Finch now saw a new kind of life, the life of shopgirls and their beaux seeking pleasure at night in cheap restaurants. On the mornings when the orchestra had an engagement to play that evening, he awoke with a start, excited in all his being. The way had always been paved the night before with his family. Poor Mrs. St. John wanted George to spend the night at her house and would like to have Finch also. There was never any difficulty. Finch found it was the easiest thing in the world to lead a double life. Aunt Augusta would send a box of little cakes or a pot of marmalade to Mrs. St. John. His aunt, though she looked at him coldly, her head drawn back with her air of offence, had a tender spot in her heart for the boy. To his amazement, he had won the prize canary in the raffle, and had smuggled the cage to her room, swathed in paper, a present for her on her seventy-sixth birthday. It had come as an inspiration to him that the day on which he had received it was her birthday. She had told him that his winning the lottery was a good omen for his future. The two were drawn together. He often visited her room to see the canary, and they gloated over the prize together. She soon grew to love it extravagantly. Now she must always keep the door of her room shut tightly for fear old Mrs. Whiteoak should hear it sing. Grandmother would never have tolerated any other bird in the house with Boney. Then there was the feat of Sasha, Ernest’s yellow Persian cat, who had taken to making her toilette on Augusta’s doormat. Ernest also grew fond of the canary. He too would go to his sister’s room to hear it sing, and they would gaze enraptured at the little throbbing body while it dipped its yellow head from side to side, warbling first to one long-faced listener, then to the other.

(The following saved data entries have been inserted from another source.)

use reqwest::blocking::Client;
use reqwest::header;

use crate::cache::PageCache;
use crate::config;
use crate::errors::SkycastResult;

/// What providers consume: a "fetch text for this URL" capability. The
/// production implementation is [`Fetcher`]; tests mock this seam.
#[cfg_attr(test, mockall::automock)]
pub trait PageSource: Send + Sync {
    fn page(&self, url: &str) -> SkycastResult<String>;
}

/// Raw network transport, separated from the caching policy so tests can
/// count actual calls.
pub trait Transport: Send + Sync {
    fn get(&self, url: &str) -> SkycastResult<Vec<u8>>;
}

pub struct HttpTransport {
    client: Client,
}

impl HttpTransport {
    pub fn new() -> Self {
        Self {
            client: Client::builder()
                .timeout(std::time::Duration::from_secs(30))
                .build()
                .unwrap_or_else(|_| Client::new()),
        }
    }
}

impl Default for HttpTransport {
    fn default() -> Self {
        Self::new()
    }
}

impl Transport for HttpTransport {
    fn get(&self, url: &str) -> SkycastResult<Vec<u8>> {
        let response = self
            .client
            .get(url)
            .header(header::USER_AGENT, config::USER_AGENT)
            .send()?
            .error_for_status()?;

        Ok(response.bytes()?.to_vec())
    }
}

/// Cache-consulting page fetcher. A fresh cache entry short-circuits the
/// network; otherwise the body is fetched, stored, and returned decoded.
pub struct Fetcher<T: Transport> {
    transport: T,
    cache: PageCache,
    bypass_cache: bool,
}

impl<T: Transport> Fetcher<T> {
    pub fn new(transport: T, cache: PageCache, bypass_cache: bool) -> Self {
        Self {
            transport,
            cache,
            bypass_cache,
        }
    }
}

impl<T: Transport> PageSource for Fetcher<T> {
    fn page(&self, url: &str) -> SkycastResult<String> {
        if !self.bypass_cache {
            if let Some(bytes) = self.cache.get(url) {
                return Ok(String::from_utf8(bytes)?);
            }
        }

        log::info!("fetching {url}");
        let bytes = self.transport.get(url)?;
        self.cache.put(url, &bytes)?;

        Ok(String::from_utf8(bytes)?)
    }
}

#[cfg(test)]
mod tests {
    use super::*;
    use std::sync::atomic::{AtomicUsize, Ordering};
    use std::sync::Arc;
    use std::time::Duration;
    use tempfile::TempDir;

    struct CountingTransport {
        calls: Arc<AtomicUsize>,
        body: Vec<u8>,
    }

    impl Transport for CountingTransport {
        fn get(&self, _url: &str) -> SkycastResult<Vec<u8>> {
            self.calls.fetch_add(1, Ordering::SeqCst);
            Ok(self.body.clone())
        }
    }

    fn fetcher_in(
        dir: &TempDir,
        ttl: Duration,
        bypass_cache: bool,
        body: &[u8],
    ) -> (Fetcher<CountingTransport>, Arc<AtomicUsize>) {
        let calls = Arc::new(AtomicUsize::new(0));
        let transport = CountingTransport {
            calls: calls.clone(),
            body: body.to_vec(),
        };
        let cache = PageCache::new(dir.path().to_path_buf(), ttl);
        (Fetcher::new(transport, cache, bypass_cache), calls)
    }

    #[test]
    fn test_first_fetch_hits_network_once_then_cache() {
        let dir = TempDir::new().unwrap();
        let (fetcher, calls) = fetcher_in(&dir, Duration::from_secs(300), false, b"A");

        assert_eq!(fetcher.page("http://x").unwrap(), "A");
        assert_eq!(calls.load(Ordering::SeqCst), 1);

        // Second fetch within the TTL window: zero additional network calls
        assert_eq!(fetcher.page("http://x").unwrap(), "A");
        assert_eq!(calls.load(Ordering::SeqCst), 1);
    }

    #[test]
    fn test_expired_entry_refetches_and_refreshes() {
        let dir = TempDir::new().unwrap();
        let (fetcher, calls) = fetcher_in(&dir, Duration::ZERO, false, b"A");

        fetcher.page("http://x").unwrap();
        fetcher.page("http://x").unwrap();

        // Zero TTL means every entry is stale, so both fetches hit the network
        assert_eq!(calls.load(Ordering::SeqCst), 2);
    }

    #[test]
    fn test_bypass_forces_network_and_updates_cache() {
        let dir = TempDir::new().unwrap();
        let (fetcher, calls) = fetcher_in(&dir, Duration::from_secs(300), true, b"B");

        fetcher.page("http://x").unwrap();
        fetcher.page("http://x").unwrap();
        assert_eq!(calls.load(Ordering::SeqCst), 2);

        // The bypassing fetcher still wrote through; a caching one reads it back
        let (cached_fetcher, cached_calls) =
            fetcher_in(&dir, Duration::from_secs(300), false, b"unused");
        assert_eq!(cached_fetcher.page("http://x").unwrap(), "B");
        assert_eq!(cached_calls.load(Ordering::SeqCst), 0);
    }

    #[test]
    fn test_non_utf8_body_is_a_fetch_error() {
        let dir = TempDir::new().unwrap();
        let (fetcher, _calls) = fetcher_in(&dir, Duration::from_secs(300), false, &[0xff, 0xfe]);

        assert!(fetcher.page("http://x").is_err());
    }
}
use clap::Parser;
use log::LevelFilter;

use skycast::app::{App, Options};
use skycast::cli::Cli;
use skycast::errors::{SkycastError, SkycastResult};

fn main() {
    dotenvy::dotenv().ok();

    let cli = Cli::parse();
    init_logging(cli.verbose, cli.debug);

    if let Err(error) = run(&cli) {
        report(&error, cli.debug);
        std::process::exit(1);
    }
}

fn run(cli: &Cli) -> SkycastResult<()> {
    let options = Options {
        refresh: cli.refresh,
        formatter: cli.formatter.clone(),
    };

    let mut app = App::new(options)?;
    app.run(cli.verb.as_deref(), &cli.args)
}

fn init_logging(verbose: u8, debug: bool) {
    let level = if debug {
        LevelFilter::Debug
    } else {
        match verbose {
            0 => LevelFilter::Warn,
            1 => LevelFilter::Info,
            _ => LevelFilter::Debug,
        }
    };

    env_logger::Builder::from_default_env()
        .filter_level(level)
        .init();
}

fn report(error: &SkycastError, debug: bool) {
    if debug {
        eprintln!("Error: {error:?}");
        return;
    }

    match error {
        SkycastError::UnknownVerb(_)
        | SkycastError::UnknownProvider(_)
        | SkycastError::UnknownFormatter(_)
        | SkycastError::InvalidInput(_)
        | SkycastError::ConfigurationAborted => eprintln!("Error: {error}"),
        _ => {
            log::error!("{error}");
            eprintln!("The program can not continue to work due to a runtime error.");
        }
    }
}
use std::io::Write;

use crate::app::App;
use crate::commands::Command;
use crate::errors::SkycastResult;

pub const NAME: &str = "providers";

/// Print all available providers, one `Title: id` line each.
pub struct Providers;

pub fn build() -> Box<dyn Command> {
    Box::new(Providers)
}

impl Command for Providers {
    fn run(&self, app: &mut App, _args: &[String]) -> SkycastResult<()> {
        let lines: Vec<String> = app
            .providers
            .iter()
            .map(|(name, factory)| {
                let provider = factory(&app.config);
                format!("{}: {}", provider.title(), name)
            })
            .collect();

        for line in lines {
            writeln!(app.out, "{line}")?;
        }

        Ok(())
    }
}
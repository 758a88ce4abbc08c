//! Repository Functions
//!
//! PostgreSQL data access, one module per entity.
//!
//! Repositories are stateless async functions with a common shape:
//! `operation(&mut PgConnection, typed args...) -> Result<T, AppError>`.
//! The connection is borrowed from a pooled handle by the calling handler;
//! each function runs exactly one transaction and never commits on a
//! failure path.
//!
//! ## Available Repositories
//!
//! - **customer_repository** - Customer CRUD and partial update
//! - **vehicle_repository** - Inventory CRUD
//! - **sale_repository** - Sales, invoice, and report queries
//! - **image_repository** - Vehicle image metadata
//! - **test_drive_repository** - Test-drive bookings

pub mod customer_repository;
pub mod image_repository;
pub mod sale_repository;
pub mod test_drive_repository;
pub mod vehicle_repository;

These days Finch lived in a kind of haze. He felt life changing all around him. New forces were drawing him this way and that. At times he felt an aching in his breast that was almost a pain, a yearning for what he knew not. Not for religion. Not for love—he had not attempted to make love to Ada again—but for something of which religion and love were only a part. His eyes were troubled, he grew thinner. Yet he was always hungry. On the days when there was no practice of the orchestra, he would go, after the school luncheon, to a large shop much frequented by the boys when they were in funds. There he would wander up and down past the glittering glass cases of tempting foods displayed; platters of ham and tongue; fiery red lobsters, and little pink shrimps; he would droop over the case of cheeses, fascinated. The cream cheese, Swiss cheese, Camembert, Roquefort, Oka, the dear little cheeses made by the Trappist monks in Quebec. He thought he should like to be a monk working in the cool rooms of the monastery, and he would buy this particular cheese, though he did not much like it, because of the thought it brought. And at the other side of the shop would be George, giving his money for cakes and chocolates, and bottled fruit from California.